Saved data entries
= Beginning of Section =
#![allow(dead_code)]

use std::path::PathBuf;

use assert_cmd::Command;

pub const REVIEW_TRIGGER: &str = "please review";
pub const UPDATE_TRIGGER: &str = "please update";
pub const UPDATE_LABEL: &str = "awaiting-update";
pub const REVIEW_LABEL: &str = "awaiting-review";

pub fn comment_event(body: &str, commenter: &str, author: &str, on_pr: bool) -> serde_json::Value {
    let mut issue = serde_json::json!({
        "number": 12,
        "user": {"login": author},
    });
    if on_pr {
        issue["pull_request"] = serde_json::json!({
            "url": "https://api.github.com/repos/octo/repo/pulls/12"
        });
    }
    serde_json::json!({
        "action": "created",
        "comment": {"id": 991, "body": body, "user": {"login": commenter}},
        "issue": issue,
    })
}

pub fn review_event(body: &str, reviewer: &str, author: &str, state: &str) -> serde_json::Value {
    serde_json::json!({
        "action": "submitted",
        "review": {"id": 3, "body": body, "user": {"login": reviewer}, "state": state},
        "pull_request": {"number": 12, "user": {"login": author}},
    })
}

/// Write an event payload into `dir` and return its path.
pub fn write_event(dir: &tempfile::TempDir, event: &serde_json::Value) -> PathBuf {
    let path = dir.path().join("event.json");
    std::fs::write(&path, event.to_string()).unwrap();
    path
}

/// The binary with a clean environment shaped like a GitHub Actions runner.
#[allow(deprecated)]
pub fn action_cmd(event_path: &PathBuf, api_url: &str) -> Command {
    let mut cmd = Command::cargo_bin("reviewflow").unwrap();
    cmd.env_clear()
        .env("GITHUB_REPOSITORY", "octo/repo")
        .env("GITHUB_EVENT_PATH", event_path)
        .env("GITHUB_API_URL", api_url)
        .env("INPUT_TOKEN", "t0ken")
        .env("INPUT_REVIEWERS", "alice, bob")
        .env("INPUT_REQUEST_REVIEW_TRIGGER", REVIEW_TRIGGER)
        .env("INPUT_REQUEST_UPDATE_TRIGGER", UPDATE_TRIGGER)
        .env("INPUT_AWAITING_UPDATE_LABEL", UPDATE_LABEL)
        .env("INPUT_AWAITING_REVIEW_LABEL", REVIEW_LABEL)
        .env("NO_COLOR", "1");
    cmd
}
/// Which of the two inbound event shapes a trigger came from.
#[derive(Debug, Clone, Copy, PartialEq, Eq)]
pub enum EventKind {
    Comment,
    Review,
}

/// Shape-independent record of who wrote what on which pull request.
///
/// Built once by [`crate::event::normalize`]. Identity fields keep their
/// original case; only `body` is lower-cased so trigger matching is
/// case-insensitive.
#[derive(Debug, Clone, PartialEq, Eq)]
pub struct Trigger {
    pub commenter: String,
    pub author: String,
    pub pull_request: u64,
    pub body: String,
    pub kind: EventKind,
    /// Set only for reviews submitted with "changes requested".
    pub force_assign_author: bool,
    pub comment_id: Option<u64>,
}

impl Trigger {
    /// The comment to acknowledge once an action succeeds. Reviews have none.
    pub fn reaction_target(&self) -> Option<u64> {
        match self.kind {
            EventKind::Comment => self.comment_id,
            EventKind::Review => None,
        }
    }
}
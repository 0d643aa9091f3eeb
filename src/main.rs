use clap::Parser;
use tracing::info;
use tracing_subscriber::EnvFilter;

use reviewflow::bot;
use reviewflow::cli::Cli;
use reviewflow::config::Settings;
use reviewflow::error::Result;
use reviewflow::event::load_event;
use reviewflow::github::GitHubClient;
use reviewflow::handle::DryRun;
use reviewflow::outcome::Outcome;

fn init_logging() {
    tracing_subscriber::fmt()
        .with_target(false)
        .with_env_filter(
            EnvFilter::try_from_default_env().unwrap_or_else(|_| EnvFilter::new("info")),
        )
        .with_timer(tracing_subscriber::fmt::time::SystemTime)
        .init();
}

fn run(settings: Settings) -> Result<Outcome> {
    let event = load_event(&settings.event_path, settings.event_name.as_deref())?;
    let client = GitHubClient::new(settings.api_url, &settings.repository, settings.token)?;

    if settings.dry_run {
        info!("dry run: changes will be logged, not sent");
        bot::run(&settings.rules, event, |number| {
            DryRun::new(client.pull_request(number))
        })
    } else {
        bot::run(&settings.rules, event, |number| client.pull_request(number))
    }
}

fn main() {
    let cli = Cli::parse();
    init_logging();

    let settings = match Settings::load(&cli) {
        Ok(s) => s,
        Err(e) => {
            eprintln!("error: {e}");
            std::process::exit(1);
        }
    };

    info!(?settings, "settings loaded");

    match run(settings) {
        Ok(outcome) => outcome.report(),
        Err(e) => {
            eprintln!("error: {e}");
            std::process::exit(1);
        }
    }
}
= End of Section =
Problem details —
Within the entries above, find each line where "once" appears; copy every one.

Solution —
/// Built once by [`crate::event::normalize`]. Identity fields keep their
    /// The comment to acknowledge once an action succeeds. Reviews have none.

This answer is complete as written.